February 1, 2011 @ 6:13 pm
What I love: Stacking the OSC's and creating huge bass sounds. It's bright brassy tones with practically no release, like the attack and decay of a clav, but sounds really nothing like a clav. Some weird percussive things you can do with low tuned osc's and the noise generator. Bass, bass and bass. The random setting on the LFO.

What I don't care for: The filter is better in the Juno 60 and 106. The size and weight. The midi is wonky sometimes. Wish it had CV.

BTW I got mine for $1,100 in perfect condition, with europa mod, europa manual, and power cable.
December 3, 2010 @ 2:43 pm
the Jupiter 6 is an "aquired taste" and not everyones cup of tea. I suppose it depends on what you're after really. Don't buy one if you want huge sounding prophet/jupiter 8 type pads as it just doesnt cut it. If you want something slightly different sounding than the usual crop of analog's then it can be worth getting. My advice is to try and have a go on one before buying one as personally the Jupiter 6 never really did it for me and I've never missed it since replacing it with a much nicer sounding KORG DSS-1 for £100! (miss the sliders though) :)
November 26, 2010 @ 9:11 am
The only thing I like more in the Juno 6 is that the controls are much more direct. No presets only pure sliders. That simplifies live jams (for me)

My verdict to all of you, who want a Jupiter 6, but don't know if they should sell/keep a Juno 6/60: DON'T KEEP IT. It make sense only if our Juno is your 10th synth and/or you have a lot space and money or you are not sure about the Jupite 6.
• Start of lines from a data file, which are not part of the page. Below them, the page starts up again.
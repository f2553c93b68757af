//! Multiworld settings generator CLI
//!
//! Entry point for the `mw-generate` command-line tool.

use clap::{Parser, Subcommand};
use mw_generate::config::HOST_SETTINGS_FILE;
use mw_generate::{error_chain, read_documents, roll_documents, EffectiveSettings, Generator, RollRng};
use mw_options::{PlandoOptions, StaticRegistry, WorldManifest, WorldRegistry};
use serde_json::{Map, Value};
use std::fs;
use std::path::{Path, PathBuf};
use std::process;
use tracing::info;
use tracing_subscriber::EnvFilter;

#[derive(Parser)]
#[command(name = "mw-generate")]
#[command(about = "Resolve weighted multiworld settings documents", version)]
struct Cli {
    /// Log filter (overrides the settings file; RUST_LOG wins over both)
    #[arg(long, global = true)]
    log_level: Option<String>,

    /// Include timestamps in log lines
    #[arg(long, global = true)]
    log_time: bool,

    #[command(subcommand)]
    command: Commands,
}

#[derive(Subcommand)]
enum Commands {
    /// Resolve settings for every participant of a run
    Generate(GenerateArgs),

    /// Resolve every document of one weights file
    Roll {
        /// Weights file to resolve
        file: PathBuf,

        /// Seed for the run (random when omitted)
        #[arg(long)]
        seed: Option<u64>,

        /// Enabled plando modules
        #[arg(long, default_value = "bosses")]
        plando: String,

        /// Additional world manifest (repeatable)
        #[arg(long = "world-manifest")]
        world_manifests: Vec<PathBuf>,
    },

    /// List registered games and their options
    Games {
        /// Output in JSON format
        #[arg(long)]
        json: bool,

        /// Additional world manifest (repeatable)
        #[arg(long = "world-manifest")]
        world_manifests: Vec<PathBuf>,
    },
}

#[derive(clap::Args)]
struct GenerateArgs {
    /// Host settings file (default: generator.toml)
    #[arg(long, short = 'c')]
    config: Option<PathBuf>,

    /// Directory holding player files
    #[arg(long)]
    player_files_path: Option<PathBuf>,

    /// Weights file used for slots without a player file
    #[arg(long)]
    weights_file_path: Option<PathBuf>,

    /// Meta file broadcast into every document
    #[arg(long)]
    meta_file_path: Option<PathBuf>,

    /// Seed for the run (random when omitted)
    #[arg(long)]
    seed: Option<u64>,

    /// Minimum number of players
    #[arg(long)]
    multi: Option<usize>,

    /// Reseed from entropy after drawing the seed name
    #[arg(long)]
    race: bool,

    /// Enabled plando modules, e.g. "bosses,items"
    #[arg(long)]
    plando: Option<String>,

    /// Roll each file once and reuse the result for all of its slots
    #[arg(long)]
    same_options: bool,

    /// Spoiler level 0..=3
    #[arg(long)]
    spoiler: Option<u8>,

    /// Output directory recorded in the plan
    #[arg(long)]
    output_path: Option<PathBuf>,

    #[arg(long)]
    skip_prog_balancing: bool,

    #[arg(long)]
    skip_output: bool,

    #[arg(long)]
    spoiler_only: bool,

    /// JSON player configuration, inline or a path to a JSON file
    #[arg(long)]
    json_config: Option<String>,

    /// Additional world manifest (repeatable)
    #[arg(long = "world-manifest")]
    world_manifests: Vec<PathBuf>,

    /// Write the plan here instead of stdout
    #[arg(long)]
    out: Option<PathBuf>,
}

impl GenerateArgs {
    /// Flags given on the command line, as a settings layer
    fn overrides(&self, log_level: Option<&str>, log_time: bool) -> Value {
        let mut map = Map::new();
        let mut set = |key: &str, value: Value| {
            map.insert(key.to_string(), value);
        };
        if let Some(path) = &self.player_files_path {
            set("player_files_path", Value::from(path.to_string_lossy().to_string()));
        }
        if let Some(path) = &self.weights_file_path {
            set("weights_file_path", Value::from(path.to_string_lossy().to_string()));
        }
        if let Some(path) = &self.meta_file_path {
            set("meta_file_path", Value::from(path.to_string_lossy().to_string()));
        }
        if let Some(seed) = self.seed {
            set("seed", Value::from(seed));
        }
        if let Some(multi) = self.multi {
            set("players", Value::from(multi));
        }
        if let Some(plando) = &self.plando {
            set("plando_options", Value::from(plando.clone()));
        }
        if let Some(spoiler) = self.spoiler {
            set("spoiler", Value::from(spoiler));
        }
        if let Some(path) = &self.output_path {
            set("output_path", Value::from(path.to_string_lossy().to_string()));
        }
        if let Some(json_config) = &self.json_config {
            set("json_config", Value::from(json_config.clone()));
        }
        if let Some(level) = log_level {
            set("log_level", Value::from(level));
        }
        for (key, flag) in [
            ("race", self.race),
            ("same_options", self.same_options),
            ("skip_prog_balancing", self.skip_prog_balancing),
            ("skip_output", self.skip_output),
            ("spoiler_only", self.spoiler_only),
            ("log_time", log_time),
        ] {
            if flag {
                set(key, Value::Bool(true));
            }
        }
        Value::Object(map)
    }
}

fn main() {
    let cli = Cli::parse();

    match cli.command {
        Commands::Generate(args) => {
            run_generate(args, cli.log_level.as_deref(), cli.log_time);
        }
        Commands::Roll {
            file,
            seed,
            plando,
            world_manifests,
        } => {
            init_logging(cli.log_level.as_deref().unwrap_or("info"), cli.log_time);
            run_roll(&file, seed, &plando, &world_manifests);
        }
        Commands::Games {
            json,
            world_manifests,
        } => {
            init_logging(cli.log_level.as_deref().unwrap_or("warn"), cli.log_time);
            run_games(json, &world_manifests);
        }
    }
}

fn init_logging(level: &str, with_time: bool) {
    let filter = EnvFilter::try_from_default_env().unwrap_or_else(|_| EnvFilter::new(level));
    let builder = tracing_subscriber::fmt()
        .with_env_filter(filter)
        .with_writer(std::io::stderr);
    if with_time {
        builder.init();
    } else {
        builder.without_time().init();
    }
}

fn fail(context: &str, err: &(dyn std::error::Error + 'static)) -> ! {
    eprintln!("{}: {}", context, error_chain(err));
    process::exit(1);
}

fn load_registry(manifests: &[PathBuf]) -> StaticRegistry {
    let mut registry = match StaticRegistry::builtin() {
        Ok(registry) => registry,
        Err(e) => fail("Error loading built-in worlds", &e),
    };
    for path in manifests {
        let result = WorldManifest::load(path).and_then(|manifest| registry.register(manifest));
        if let Err(e) = result {
            fail(&format!("Error loading world manifest {}", path.display()), &e);
        }
    }
    registry
}

fn run_generate(args: GenerateArgs, log_level: Option<&str>, log_time: bool) {
    let config_path = args
        .config
        .clone()
        .unwrap_or_else(|| PathBuf::from(HOST_SETTINGS_FILE));
    let overrides = args.overrides(log_level, log_time);

    let effective = match EffectiveSettings::build(Some(&config_path), Some(overrides)) {
        Ok(effective) => effective,
        Err(e) => fail("Error loading settings", &e),
    };
    let settings = &effective.settings;
    init_logging(&settings.log_level, settings.log_time);

    let registry = load_registry(&args.world_manifests);
    let plan = match Generator::new(settings, &registry).run() {
        Ok(plan) => plan,
        Err(e) => fail("Generation failed", &e),
    };

    let json = match plan.to_json() {
        Ok(json) => json,
        Err(e) => fail("Error serializing plan", &e),
    };
    match args.out {
        Some(path) => {
            if let Err(e) = fs::write(&path, json) {
                fail(&format!("Error writing {}", path.display()), &e);
            }
            info!(path = %path.display(), players = plan.players.len(), "plan written");
        }
        None => println!("{}", json),
    }
}

fn run_roll(file: &Path, seed: Option<u64>, plando: &str, manifests: &[PathBuf]) {
    let plando = match PlandoOptions::from_option_string(plando) {
        Ok(plando) => plando,
        Err(e) => fail("Invalid plando modules", &e),
    };
    let registry = load_registry(manifests);
    let documents = match read_documents(file) {
        Ok(documents) => documents,
        Err(e) => fail(&format!("File {} is invalid", file.display()), &e),
    };

    let seed = seed.unwrap_or_else(RollRng::random_seed);
    info!(seed, documents = documents.len(), "rolling");
    let rolled = match roll_documents(&documents, &plando, &registry, seed) {
        Ok(rolled) => rolled,
        Err(e) => fail(&format!("File {} is invalid", file.display()), &e),
    };
    match serde_json::to_string_pretty(&rolled) {
        Ok(json) => println!("{}", json),
        Err(e) => fail("Error serializing output", &e),
    }
}

fn run_games(json_output: bool, manifests: &[PathBuf]) {
    let registry = load_registry(manifests);

    if json_output {
        let games: Map<String, Value> = registry
            .game_names()
            .into_iter()
            .map(|game| {
                let keys: Vec<Value> = registry
                    .options_for(game)
                    .map(|table| table.keys().cloned().map(Value::from).collect())
                    .unwrap_or_default();
                (game.to_string(), Value::Array(keys))
            })
            .collect();
        let output = serde_json::json!({
            "games": games,
            "failed": registry.failed_loads(),
        });
        match serde_json::to_string_pretty(&output) {
            Ok(json) => println!("{}", json),
            Err(e) => fail("Error serializing output", &e),
        }
        return;
    }

    for game in registry.game_names() {
        println!("{}", game);
        if let Some(table) = registry.options_for(game) {
            for (key, option) in table {
                let weighting = if option.supports_weighting() { "" } else { " (not weighted)" };
                println!("  {} = {}{}", key, option.default_value(), weighting);
            }
        }
    }
    for game in registry.failed_loads() {
        println!("{} (failed to load)", game);
    }
}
Sorry for my english, I hope my comment will help some of you to make a decision
November 26, 2010 @ 9:10 am
2)Jupiter 6 vs. Juno 6. I also own a Juno 6 and totally agree with the previous comments: the is nothing in the juno, you cannot get out of the Jupiter. I did intensive tests to prove that. The differencies are:
- The chorus on the Juno (Most of us just turn it on and forget about it,because it smoothly integrates in the whole sound and the Juno sound much fatter. But try to put an equal chorus on the Jup and bingo it will sound very similar)
- The Juno is a bit louder. Don't forget to turn up the ENV 2 volume on the Jupiter!
- The VCF on the Juno is slightly better. Actually it is more aggressive. But it's the kind of difference you hear in an A/B-test. On a record it's non that hearable (nothing you cannot change by EQ).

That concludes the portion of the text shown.